具体的な活動の例としては、農林水産業など一次産業への従事、特産物を活かした商品開発、デジタル化などの住民の生活支援、交流の場づくりなどがあります。
いきなり移住・活動を始めることのハードルが高いと感じる方向けにまずは体験してもらう仕組みも整っています。
本格的な活動を始める前に短期間活動することで地域や活動内容とのミスマッチを防ぎ、定着率を高めることが期待できます。
地域おこし協力隊制度を運用する自治体や地域おこし協力隊自身の活動をサポートする体制もあります。
地域おこし協力隊アドバイザー:制度をこれから導入したい自治体や、よりよい活用を考える自治体に向けて、経験豊富なアドバイザーを派遣します。活用方法や人材の受け入れ体制について相談が可能です。
地域おこし協力隊全国ネットワーク:全国の協力隊や自治体担当者が情報交換・交流できる場です。他地域の事例を参考にしたり、悩みを共有したりできます。
総務省の措置対象となる地域おこし協⼒隊に関する経費は以下の通りです。
「地域おこし協力隊取組ハンドブック」(総務省, 2025年3月)より作成
地域活性化起業人は主に三大都市圏*や政令市・中核市・県庁所在市に所在する企業、社団等などで働く人材を、6か月から最長3年の間地方自治体に派遣してもらい、地域の課題解決やプロジェクトに取り組んでもらう制度です。
自治体が取り組む地域課題に対して起業人ならではの専門的な知識やノウハウ、外部からの視点、人脈を活かしてもらうことで、これまでにない新しいアプローチでの活性化が期待されます。
一方で地域活性化起業人として派遣される人材については、本業とは別の、もしくは退職後の新たな社会貢献の場に出会えたり、自らのキャリアアップにつながる機会として活用が見込まれています。
※三大都市圏:埼玉県、千葉県、東京都、神奈川県、岐阜県、愛知県、三重県、京都府、大阪府、兵庫県及び奈良県
受け入れる人材のタイプには、企業派遣型、副業型、シニア型の3つがあります。
「地域おこし協力隊~移住・地域活性化の仕事へのチャレンジを支援します!~」(総務省, 2025/07/09参照より作成
出典:「地域活性化起業人 企業のノウハウを活かした地域活性化」(総務省, 2025/07/09参照)
本コラムでは、総務省が推進する「地域おこし協力隊」や「地域活性化起業人」などの制度を通じて、外部人材が地域と関わる仕組みとその可能性について紹介しました。
都市と地域をつなぐ存在として注目されている「関係人口」は、個人にとってはライフスタイルにおける新しい選択肢となり、地域にとっては持続可能な未来への一歩にもつながります。

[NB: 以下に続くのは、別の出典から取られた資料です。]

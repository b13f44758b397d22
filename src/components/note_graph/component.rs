//! DOM layer of the graph: canvas setup, event wiring, the animation loop
//! and teardown. All graph math lives in the sibling modules; this file
//! only moves data between browser events and `NoteGraphState`.

use std::cell::{Cell, RefCell};
use std::rc::Rc;

use leptos::prelude::*;
use send_wrapper::SendWrapper;
use wasm_bindgen::prelude::*;
use web_sys::{CanvasRenderingContext2d, HtmlCanvasElement, MouseEvent, TouchEvent, WheelEvent, Window};

use super::interaction::{self, Cursor};
use super::render;
use super::state::NoteGraphState;
use super::types::Note;

// `HtmlElement::style` is shadowed on the canvas by a blanket extension
// trait from the leptos prelude, so it is called fully qualified here.
fn css_style(canvas: &HtmlCanvasElement) -> web_sys::CssStyleDeclaration {
	web_sys::HtmlElement::style(canvas)
}

fn set_cursor(canvas: &HtmlCanvasElement, cursor: Cursor) {
	let _ = css_style(canvas).set_property("cursor", cursor.css());
}

fn event_position(canvas: &HtmlCanvasElement, client_x: i32, client_y: i32) -> (f64, f64) {
	let rect = canvas.get_bounding_client_rect();
	(client_x as f64 - rect.left(), client_y as f64 - rect.top())
}

/// Interactive force-directed graph over a note collection.
///
/// `notes` is a read-only snapshot signal; every change fully regenerates
/// the model (no diffing). Bumping `fit_requests` frames the whole graph.
/// `on_note_open` receives the note id on double-click.
#[component]
pub fn NoteGraphCanvas(
	#[prop(into)] notes: Signal<Vec<Note>>,
	#[prop(default = false)] fullscreen: bool,
	#[prop(default = None)] width: Option<f64>,
	#[prop(default = None)] height: Option<f64>,
	#[prop(into, optional)] fit_requests: Option<Signal<u32>>,
	#[prop(into, optional)] on_note_open: Option<Callback<String>>,
) -> impl IntoView {
	let canvas_ref = NodeRef::<leptos::html::Canvas>::new();
	let state: Rc<RefCell<Option<NoteGraphState>>> = Rc::new(RefCell::new(None));
	let animate: Rc<RefCell<Option<Closure<dyn FnMut()>>>> = Rc::new(RefCell::new(None));
	let resize_cb: Rc<RefCell<Option<Closure<dyn FnMut()>>>> = Rc::new(RefCell::new(None));
	let frame_id: Rc<Cell<Option<i32>>> = Rc::new(Cell::new(None));
	let (state_init, animate_init, resize_cb_init, frame_init) = (
		state.clone(),
		animate.clone(),
		resize_cb.clone(),
		frame_id.clone(),
	);

	Effect::new(move |_| {
		let Some(canvas) = canvas_ref.get() else {
			return;
		};
		let canvas: HtmlCanvasElement = canvas.into();
		let window: Window = web_sys::window().unwrap();

		let (w, h) = if fullscreen {
			(
				window.inner_width().unwrap().as_f64().unwrap(),
				window.inner_height().unwrap().as_f64().unwrap(),
			)
		} else {
			(
				width.unwrap_or_else(|| {
					canvas
						.parent_element()
						.map(|p| p.client_width() as f64)
						.unwrap_or(800.0)
				}),
				height.unwrap_or_else(|| {
					canvas
						.parent_element()
						.map(|p| p.client_height() as f64)
						.unwrap_or(600.0)
				}),
			)
		};
		// Backing store in device pixels, graph math in logical pixels.
		let dpr = window.device_pixel_ratio();
		canvas.set_width((w * dpr) as u32);
		canvas.set_height((h * dpr) as u32);
		let _ = css_style(&canvas).set_property("width", &format!("{w}px"));
		let _ = css_style(&canvas).set_property("height", &format!("{h}px"));

		let ctx: CanvasRenderingContext2d = canvas
			.get_context("2d")
			.unwrap()
			.unwrap()
			.dyn_into()
			.unwrap();
		let _ = ctx.scale(dpr, dpr);

		let initial = notes.get_untracked();
		log::info!("note graph initialized: {} notes, {}x{}", initial.len(), w, h);
		*state_init.borrow_mut() = Some(NoteGraphState::new(&initial, w, h, || {
			js_sys::Math::random()
		}));

		if fullscreen {
			let (state_resize, canvas_resize, ctx_resize) =
				(state_init.clone(), canvas.clone(), ctx.clone());
			*resize_cb_init.borrow_mut() = Some(Closure::new(move || {
				let win: Window = web_sys::window().unwrap();
				let (nw, nh) = (
					win.inner_width().unwrap().as_f64().unwrap(),
					win.inner_height().unwrap().as_f64().unwrap(),
				);
				let dpr = win.device_pixel_ratio();
				canvas_resize.set_width((nw * dpr) as u32);
				canvas_resize.set_height((nh * dpr) as u32);
				let _ = css_style(&canvas_resize).set_property("width", &format!("{nw}px"));
				let _ = css_style(&canvas_resize).set_property("height", &format!("{nh}px"));
				// Resizing the backing store resets the context transform.
				let _ = ctx_resize.scale(dpr, dpr);
				if let Some(ref mut s) = *state_resize.borrow_mut() {
					s.resize(nw, nh);
				}
			}));
			if let Some(ref cb) = *resize_cb_init.borrow() {
				let _ =
					window.add_event_listener_with_callback("resize", cb.as_ref().unchecked_ref());
			}
		}

		let (state_anim, animate_inner, frame_anim) = (
			state_init.clone(),
			animate_init.clone(),
			frame_init.clone(),
		);
		*animate_init.borrow_mut() = Some(Closure::new(move || {
			if let Some(ref mut s) = *state_anim.borrow_mut() {
				if !s.running {
					// Torn down between scheduling and this callback.
					return;
				}
				s.tick();
				render::render(s, &ctx);
			}
			if let Some(ref cb) = *animate_inner.borrow() {
				if let Ok(id) = web_sys::window()
					.unwrap()
					.request_animation_frame(cb.as_ref().unchecked_ref())
				{
					frame_anim.set(Some(id));
				}
			}
		}));
		if let Some(ref cb) = *animate_init.borrow() {
			if let Ok(id) = window.request_animation_frame(cb.as_ref().unchecked_ref()) {
				frame_init.set(Some(id));
			}
		}
	});

	// refresh(): any change to the note snapshot rebuilds the model in full.
	let state_refresh = state.clone();
	Effect::new(move |prev: Option<()>| {
		let snapshot = notes.get();
		if prev.is_some() {
			if let Some(ref mut s) = *state_refresh.borrow_mut() {
				log::debug!("note graph refresh: {} notes", snapshot.len());
				s.refresh(&snapshot, || js_sys::Math::random());
			}
		}
	});

	if let Some(fit) = fit_requests {
		let state_fit = state.clone();
		Effect::new(move |prev: Option<u32>| {
			let n = fit.get();
			if prev.is_some_and(|p| p != n) {
				if let Some(ref mut s) = *state_fit.borrow_mut() {
					s.zoom_to_fit();
				}
			}
			n
		});
	}

	let state_md = state.clone();
	let on_mousedown = move |ev: MouseEvent| {
		let canvas: HtmlCanvasElement = canvas_ref.get().unwrap().into();
		let (x, y) = event_position(&canvas, ev.client_x(), ev.client_y());
		if let Some(ref mut s) = *state_md.borrow_mut() {
			s.interaction.pointer_down(&s.model.nodes, &s.camera, x, y);
			set_cursor(&canvas, s.interaction.cursor());
		}
	};

	let state_mm = state.clone();
	let on_mousemove = move |ev: MouseEvent| {
		let canvas: HtmlCanvasElement = canvas_ref.get().unwrap().into();
		let (x, y) = event_position(&canvas, ev.client_x(), ev.client_y());
		if let Some(ref mut s) = *state_mm.borrow_mut() {
			let NoteGraphState {
				ref mut model,
				ref mut camera,
				ref mut interaction,
				..
			} = *s;
			interaction.pointer_move(&mut model.nodes, camera, x, y);
			set_cursor(&canvas, interaction.cursor());
		}
	};

	let state_mu = state.clone();
	let on_mouseup = move |ev: MouseEvent| {
		let canvas: HtmlCanvasElement = canvas_ref.get().unwrap().into();
		let (x, y) = event_position(&canvas, ev.client_x(), ev.client_y());
		if let Some(ref mut s) = *state_mu.borrow_mut() {
			s.interaction.pointer_up(&s.model.nodes, &s.camera, x, y);
			set_cursor(&canvas, s.interaction.cursor());
		}
	};

	let state_ml = state.clone();
	let on_mouseleave = move |_: MouseEvent| {
		let canvas: HtmlCanvasElement = canvas_ref.get().unwrap().into();
		if let Some(ref mut s) = *state_ml.borrow_mut() {
			s.interaction.pointer_leave();
			set_cursor(&canvas, s.interaction.cursor());
		}
	};

	let state_dc = state.clone();
	let on_dblclick = move |ev: MouseEvent| {
		let canvas: HtmlCanvasElement = canvas_ref.get().unwrap().into();
		let (x, y) = event_position(&canvas, ev.client_x(), ev.client_y());
		let opened = {
			let borrowed = state_dc.borrow();
			let Some(ref s) = *borrowed else {
				return;
			};
			interaction::hit_test(&s.model.nodes, &s.camera, x, y)
				.map(|idx| s.model.nodes[idx].id.clone())
		};
		// Borrow released first: the host callback may feed back into the
		// notes signal and trigger a refresh.
		if let (Some(id), Some(cb)) = (opened, on_note_open) {
			cb.run(id);
		}
	};

	let state_wh = state.clone();
	let on_wheel = move |ev: WheelEvent| {
		ev.prevent_default();
		let canvas: HtmlCanvasElement = canvas_ref.get().unwrap().into();
		let (x, y) = event_position(&canvas, ev.client_x(), ev.client_y());
		if let Some(ref mut s) = *state_wh.borrow_mut() {
			let NoteGraphState {
				ref mut camera,
				ref mut interaction,
				..
			} = *s;
			interaction.wheel(camera, x, y, ev.delta_y());
		}
	};

	// Single-touch maps onto the pointer path; multi-touch is not handled.
	let state_ts = state.clone();
	let on_touchstart = move |ev: TouchEvent| {
		let Some(touch) = ev.touches().get(0) else {
			return;
		};
		ev.prevent_default();
		let canvas: HtmlCanvasElement = canvas_ref.get().unwrap().into();
		let (x, y) = event_position(&canvas, touch.client_x(), touch.client_y());
		if let Some(ref mut s) = *state_ts.borrow_mut() {
			s.interaction.pointer_down(&s.model.nodes, &s.camera, x, y);
		}
	};

	let state_tm = state.clone();
	let on_touchmove = move |ev: TouchEvent| {
		let Some(touch) = ev.touches().get(0) else {
			return;
		};
		ev.prevent_default();
		let canvas: HtmlCanvasElement = canvas_ref.get().unwrap().into();
		let (x, y) = event_position(&canvas, touch.client_x(), touch.client_y());
		if let Some(ref mut s) = *state_tm.borrow_mut() {
			let NoteGraphState {
				ref mut model,
				ref mut camera,
				ref mut interaction,
				..
			} = *s;
			interaction.pointer_move(&mut model.nodes, camera, x, y);
		}
	};

	let state_te = state.clone();
	let on_touchend = move |ev: TouchEvent| {
		let Some(touch) = ev.changed_touches().get(0) else {
			return;
		};
		let canvas: HtmlCanvasElement = canvas_ref.get().unwrap().into();
		let (x, y) = event_position(&canvas, touch.client_x(), touch.client_y());
		if let Some(ref mut s) = *state_te.borrow_mut() {
			s.interaction.pointer_up(&s.model.nodes, &s.camera, x, y);
		}
	};

	// destroy(): stop the loop, cancel the pending frame, detach listeners.
	// `on_cleanup` demands Send + Sync, which the Rc handles are not; the
	// SendWrapper is safe because cleanup runs on the same thread.
	let handles = SendWrapper::new((state, animate, resize_cb, frame_id));
	on_cleanup(move || {
		let (state_cleanup, animate_cleanup, resize_cleanup, frame_cleanup) = handles.take();
		if let Some(ref mut s) = *state_cleanup.borrow_mut() {
			s.running = false;
		}
		if let Some(win) = web_sys::window() {
			if let Some(id) = frame_cleanup.take() {
				let _ = win.cancel_animation_frame(id);
			}
			if let Some(ref cb) = *resize_cleanup.borrow() {
				let _ =
					win.remove_event_listener_with_callback("resize", cb.as_ref().unchecked_ref());
			}
		}
		animate_cleanup.borrow_mut().take();
		resize_cleanup.borrow_mut().take();
	});

	view! {
		<canvas
			node_ref=canvas_ref
			class="note-graph-canvas"
			on:mousedown=on_mousedown
			on:mousemove=on_mousemove
			on:mouseup=on_mouseup
			on:mouseleave=on_mouseleave
			on:dblclick=on_dblclick
			on:wheel=on_wheel
			on:touchstart=on_touchstart
			on:touchmove=on_touchmove
			on:touchend=on_touchend
			style="display: block; cursor: grab; touch-action: none;"
		/>
	}
}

多様で即戦力となる人材とのつながりは、自治体にとって視野や選択肢を広げる大きな機会となるでしょう。これらの制度の活用は単なる担い手不足の解消に留まらず、地域の未来を共に考え共に歩むパートナーとの出会いにもつながっていくかもしれません。
地方創生・フェアネス共創研究所は関係人口の増加に向けた取組を支援してまいります。
出典
・「地域への新しい入口 二地域居住・関係人口ポータルサイト」(総務省, 2025/07/09参照)
・「地域を変えていく新しい力 地域おこし協力隊」(公益財団法人ふるさと回帰・移住交流推進機構, 2025/07/09参照)
・「地域おこし協力隊~移住・地域活性化の仕事へのチャレンジを支援します!~」(総務省, 2025/07/09参照)
・「地域活性化起業人~企業の社員を自治体に派遣し、地域貢献する活動を支援します!」(総務省, 2025/07/09参照)
・「地域おこし協力隊取組ハンドブック」(総務省, 2025年3月, p.7, 9, 10)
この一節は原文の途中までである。